[Source records]
>>
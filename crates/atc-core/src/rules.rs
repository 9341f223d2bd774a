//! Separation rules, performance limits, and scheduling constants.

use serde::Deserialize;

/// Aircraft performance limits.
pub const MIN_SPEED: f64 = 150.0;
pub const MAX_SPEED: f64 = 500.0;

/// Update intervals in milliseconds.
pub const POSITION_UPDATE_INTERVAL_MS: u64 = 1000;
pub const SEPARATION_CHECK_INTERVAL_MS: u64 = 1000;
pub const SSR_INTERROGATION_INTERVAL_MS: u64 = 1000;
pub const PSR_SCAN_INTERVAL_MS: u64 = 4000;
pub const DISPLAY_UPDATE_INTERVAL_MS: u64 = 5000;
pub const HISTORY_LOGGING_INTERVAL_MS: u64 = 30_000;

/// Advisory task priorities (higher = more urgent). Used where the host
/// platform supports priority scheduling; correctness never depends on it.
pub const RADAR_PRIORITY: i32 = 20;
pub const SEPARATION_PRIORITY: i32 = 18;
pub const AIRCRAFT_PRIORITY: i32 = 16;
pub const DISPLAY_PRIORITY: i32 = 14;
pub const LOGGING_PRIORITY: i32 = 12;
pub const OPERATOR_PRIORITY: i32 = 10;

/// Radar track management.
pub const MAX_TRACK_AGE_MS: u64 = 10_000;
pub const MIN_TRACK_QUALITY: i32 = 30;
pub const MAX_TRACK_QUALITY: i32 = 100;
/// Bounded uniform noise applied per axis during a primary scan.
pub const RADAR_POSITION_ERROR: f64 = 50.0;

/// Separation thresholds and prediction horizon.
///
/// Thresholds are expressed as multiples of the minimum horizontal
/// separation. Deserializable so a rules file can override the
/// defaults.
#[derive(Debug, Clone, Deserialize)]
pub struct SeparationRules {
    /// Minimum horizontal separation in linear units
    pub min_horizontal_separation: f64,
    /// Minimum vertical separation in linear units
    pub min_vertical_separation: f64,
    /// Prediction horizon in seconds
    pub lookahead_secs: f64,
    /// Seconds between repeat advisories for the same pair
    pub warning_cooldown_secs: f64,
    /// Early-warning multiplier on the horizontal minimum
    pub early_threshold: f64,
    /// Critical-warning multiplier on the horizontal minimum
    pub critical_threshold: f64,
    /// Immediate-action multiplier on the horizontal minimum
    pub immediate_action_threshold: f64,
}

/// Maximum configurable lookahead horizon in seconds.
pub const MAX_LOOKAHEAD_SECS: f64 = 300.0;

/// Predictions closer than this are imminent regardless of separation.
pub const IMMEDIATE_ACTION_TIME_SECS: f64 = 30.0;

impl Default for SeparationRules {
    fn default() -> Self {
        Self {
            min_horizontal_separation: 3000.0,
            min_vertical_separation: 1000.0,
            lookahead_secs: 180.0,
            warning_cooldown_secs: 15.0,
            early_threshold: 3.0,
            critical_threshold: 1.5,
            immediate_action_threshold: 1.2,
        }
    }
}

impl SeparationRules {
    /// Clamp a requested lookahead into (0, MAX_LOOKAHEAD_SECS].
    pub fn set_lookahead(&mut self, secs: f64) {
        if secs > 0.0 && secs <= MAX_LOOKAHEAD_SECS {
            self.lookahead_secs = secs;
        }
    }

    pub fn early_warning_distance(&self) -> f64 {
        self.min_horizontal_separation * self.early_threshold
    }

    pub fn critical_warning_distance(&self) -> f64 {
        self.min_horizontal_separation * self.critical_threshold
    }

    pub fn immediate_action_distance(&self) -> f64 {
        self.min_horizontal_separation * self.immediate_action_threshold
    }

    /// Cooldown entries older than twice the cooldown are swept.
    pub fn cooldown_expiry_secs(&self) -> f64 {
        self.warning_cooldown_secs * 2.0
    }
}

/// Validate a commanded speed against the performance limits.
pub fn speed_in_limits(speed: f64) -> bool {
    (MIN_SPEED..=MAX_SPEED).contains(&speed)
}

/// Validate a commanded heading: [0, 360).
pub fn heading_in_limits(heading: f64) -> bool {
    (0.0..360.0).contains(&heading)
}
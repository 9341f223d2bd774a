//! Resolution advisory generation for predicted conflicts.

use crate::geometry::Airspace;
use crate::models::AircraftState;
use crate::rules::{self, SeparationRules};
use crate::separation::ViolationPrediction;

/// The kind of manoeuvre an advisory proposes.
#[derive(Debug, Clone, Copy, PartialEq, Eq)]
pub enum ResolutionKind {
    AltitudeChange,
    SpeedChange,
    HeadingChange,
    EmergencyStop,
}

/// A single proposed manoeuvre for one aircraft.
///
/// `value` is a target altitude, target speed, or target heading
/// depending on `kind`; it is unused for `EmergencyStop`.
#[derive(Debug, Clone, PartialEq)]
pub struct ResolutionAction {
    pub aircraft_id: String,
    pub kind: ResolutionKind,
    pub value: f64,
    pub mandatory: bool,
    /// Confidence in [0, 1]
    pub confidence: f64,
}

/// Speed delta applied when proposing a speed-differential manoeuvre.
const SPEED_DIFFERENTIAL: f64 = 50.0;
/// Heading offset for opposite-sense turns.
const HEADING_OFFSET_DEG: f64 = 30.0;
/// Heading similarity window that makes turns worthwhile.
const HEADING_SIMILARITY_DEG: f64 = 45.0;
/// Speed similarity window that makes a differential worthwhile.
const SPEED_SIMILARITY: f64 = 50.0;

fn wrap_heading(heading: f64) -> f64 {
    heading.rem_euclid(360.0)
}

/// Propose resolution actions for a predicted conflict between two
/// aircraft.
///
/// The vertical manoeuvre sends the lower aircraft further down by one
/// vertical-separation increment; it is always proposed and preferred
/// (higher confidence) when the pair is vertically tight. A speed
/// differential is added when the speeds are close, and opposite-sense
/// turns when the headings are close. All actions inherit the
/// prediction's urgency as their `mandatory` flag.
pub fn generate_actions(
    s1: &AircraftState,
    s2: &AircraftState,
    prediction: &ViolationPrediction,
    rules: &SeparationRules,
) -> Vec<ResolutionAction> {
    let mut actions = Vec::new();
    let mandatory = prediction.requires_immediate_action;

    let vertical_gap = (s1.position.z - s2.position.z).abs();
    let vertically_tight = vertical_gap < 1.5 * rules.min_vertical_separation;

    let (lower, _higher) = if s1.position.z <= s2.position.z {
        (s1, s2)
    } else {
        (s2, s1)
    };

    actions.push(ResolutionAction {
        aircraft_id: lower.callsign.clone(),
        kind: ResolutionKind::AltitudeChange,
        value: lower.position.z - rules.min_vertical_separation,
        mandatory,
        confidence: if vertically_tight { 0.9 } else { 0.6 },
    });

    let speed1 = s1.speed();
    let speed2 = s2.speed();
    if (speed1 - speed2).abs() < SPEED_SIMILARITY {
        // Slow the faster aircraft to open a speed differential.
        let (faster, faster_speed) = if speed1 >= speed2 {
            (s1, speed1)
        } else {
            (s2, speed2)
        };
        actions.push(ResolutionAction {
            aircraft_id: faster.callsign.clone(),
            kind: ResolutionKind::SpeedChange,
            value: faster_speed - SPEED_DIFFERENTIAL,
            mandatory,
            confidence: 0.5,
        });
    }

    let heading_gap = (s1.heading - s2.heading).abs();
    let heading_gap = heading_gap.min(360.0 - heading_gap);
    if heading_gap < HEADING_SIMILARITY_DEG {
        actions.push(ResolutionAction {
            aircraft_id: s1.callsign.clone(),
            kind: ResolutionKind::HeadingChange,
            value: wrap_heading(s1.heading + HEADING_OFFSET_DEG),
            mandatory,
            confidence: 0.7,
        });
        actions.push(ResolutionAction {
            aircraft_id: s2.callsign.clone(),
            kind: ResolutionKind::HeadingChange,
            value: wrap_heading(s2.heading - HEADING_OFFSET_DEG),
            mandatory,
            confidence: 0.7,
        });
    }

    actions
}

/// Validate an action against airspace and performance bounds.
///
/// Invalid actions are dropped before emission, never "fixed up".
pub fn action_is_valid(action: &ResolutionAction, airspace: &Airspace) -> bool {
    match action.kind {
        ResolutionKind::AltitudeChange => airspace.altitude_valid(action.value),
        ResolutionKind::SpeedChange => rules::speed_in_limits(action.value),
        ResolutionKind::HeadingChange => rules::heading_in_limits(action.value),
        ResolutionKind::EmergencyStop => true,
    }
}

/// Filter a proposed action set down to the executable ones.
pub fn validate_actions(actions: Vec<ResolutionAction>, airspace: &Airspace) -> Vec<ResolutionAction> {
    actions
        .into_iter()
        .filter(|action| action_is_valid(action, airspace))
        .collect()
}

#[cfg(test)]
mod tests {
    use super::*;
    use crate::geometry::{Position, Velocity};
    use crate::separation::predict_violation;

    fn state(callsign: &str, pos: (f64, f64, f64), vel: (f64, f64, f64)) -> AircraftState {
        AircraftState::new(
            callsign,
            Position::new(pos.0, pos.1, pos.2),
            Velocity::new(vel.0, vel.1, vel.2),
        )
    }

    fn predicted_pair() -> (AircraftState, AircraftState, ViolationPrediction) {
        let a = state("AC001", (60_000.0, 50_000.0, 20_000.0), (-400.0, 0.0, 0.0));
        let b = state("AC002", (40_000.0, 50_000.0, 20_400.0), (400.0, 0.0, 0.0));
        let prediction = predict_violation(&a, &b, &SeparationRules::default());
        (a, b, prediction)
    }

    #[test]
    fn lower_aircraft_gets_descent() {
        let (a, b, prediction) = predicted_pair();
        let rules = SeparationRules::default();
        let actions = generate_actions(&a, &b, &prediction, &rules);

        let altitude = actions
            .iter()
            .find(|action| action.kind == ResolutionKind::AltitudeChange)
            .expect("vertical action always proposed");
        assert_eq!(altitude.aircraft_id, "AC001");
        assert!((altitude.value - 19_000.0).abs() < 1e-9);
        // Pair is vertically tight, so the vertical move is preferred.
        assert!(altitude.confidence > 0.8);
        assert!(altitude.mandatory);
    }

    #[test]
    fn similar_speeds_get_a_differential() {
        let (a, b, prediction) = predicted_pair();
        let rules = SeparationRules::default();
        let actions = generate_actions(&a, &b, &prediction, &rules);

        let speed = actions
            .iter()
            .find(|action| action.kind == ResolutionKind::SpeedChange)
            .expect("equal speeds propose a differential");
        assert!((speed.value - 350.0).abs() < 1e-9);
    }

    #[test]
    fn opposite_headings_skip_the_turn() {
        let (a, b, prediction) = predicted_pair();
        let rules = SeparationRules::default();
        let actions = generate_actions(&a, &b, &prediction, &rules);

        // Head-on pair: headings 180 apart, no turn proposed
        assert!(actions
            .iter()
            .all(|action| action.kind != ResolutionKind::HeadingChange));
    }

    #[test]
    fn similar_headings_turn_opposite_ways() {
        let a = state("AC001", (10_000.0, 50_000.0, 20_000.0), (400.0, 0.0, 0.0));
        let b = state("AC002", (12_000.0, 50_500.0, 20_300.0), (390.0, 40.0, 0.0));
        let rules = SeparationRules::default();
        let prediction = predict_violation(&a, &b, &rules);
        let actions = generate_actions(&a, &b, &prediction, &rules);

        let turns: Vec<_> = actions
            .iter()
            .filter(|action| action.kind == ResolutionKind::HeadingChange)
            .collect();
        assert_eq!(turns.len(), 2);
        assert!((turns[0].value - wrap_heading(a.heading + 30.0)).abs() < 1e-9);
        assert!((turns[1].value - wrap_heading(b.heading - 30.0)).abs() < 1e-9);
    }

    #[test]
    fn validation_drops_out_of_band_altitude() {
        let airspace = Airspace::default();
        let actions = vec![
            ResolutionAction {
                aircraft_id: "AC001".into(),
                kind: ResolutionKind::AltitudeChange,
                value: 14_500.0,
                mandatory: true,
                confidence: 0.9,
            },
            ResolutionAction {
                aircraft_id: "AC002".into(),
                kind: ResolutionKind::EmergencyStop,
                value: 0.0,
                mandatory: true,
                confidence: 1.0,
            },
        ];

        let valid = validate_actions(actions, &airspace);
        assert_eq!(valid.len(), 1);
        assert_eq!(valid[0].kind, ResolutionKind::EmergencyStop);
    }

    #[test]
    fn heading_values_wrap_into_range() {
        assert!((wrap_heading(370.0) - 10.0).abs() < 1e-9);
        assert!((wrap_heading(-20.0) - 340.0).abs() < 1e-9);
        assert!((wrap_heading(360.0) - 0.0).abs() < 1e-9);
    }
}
<<
Problem requirements: Which of the lines in the data hold the string "Velocity"? Report each of them by copying it.

Answer:
    use crate::geometry::{Position, Velocity};
            Velocity::new(vel.0, vel.1, vel.2),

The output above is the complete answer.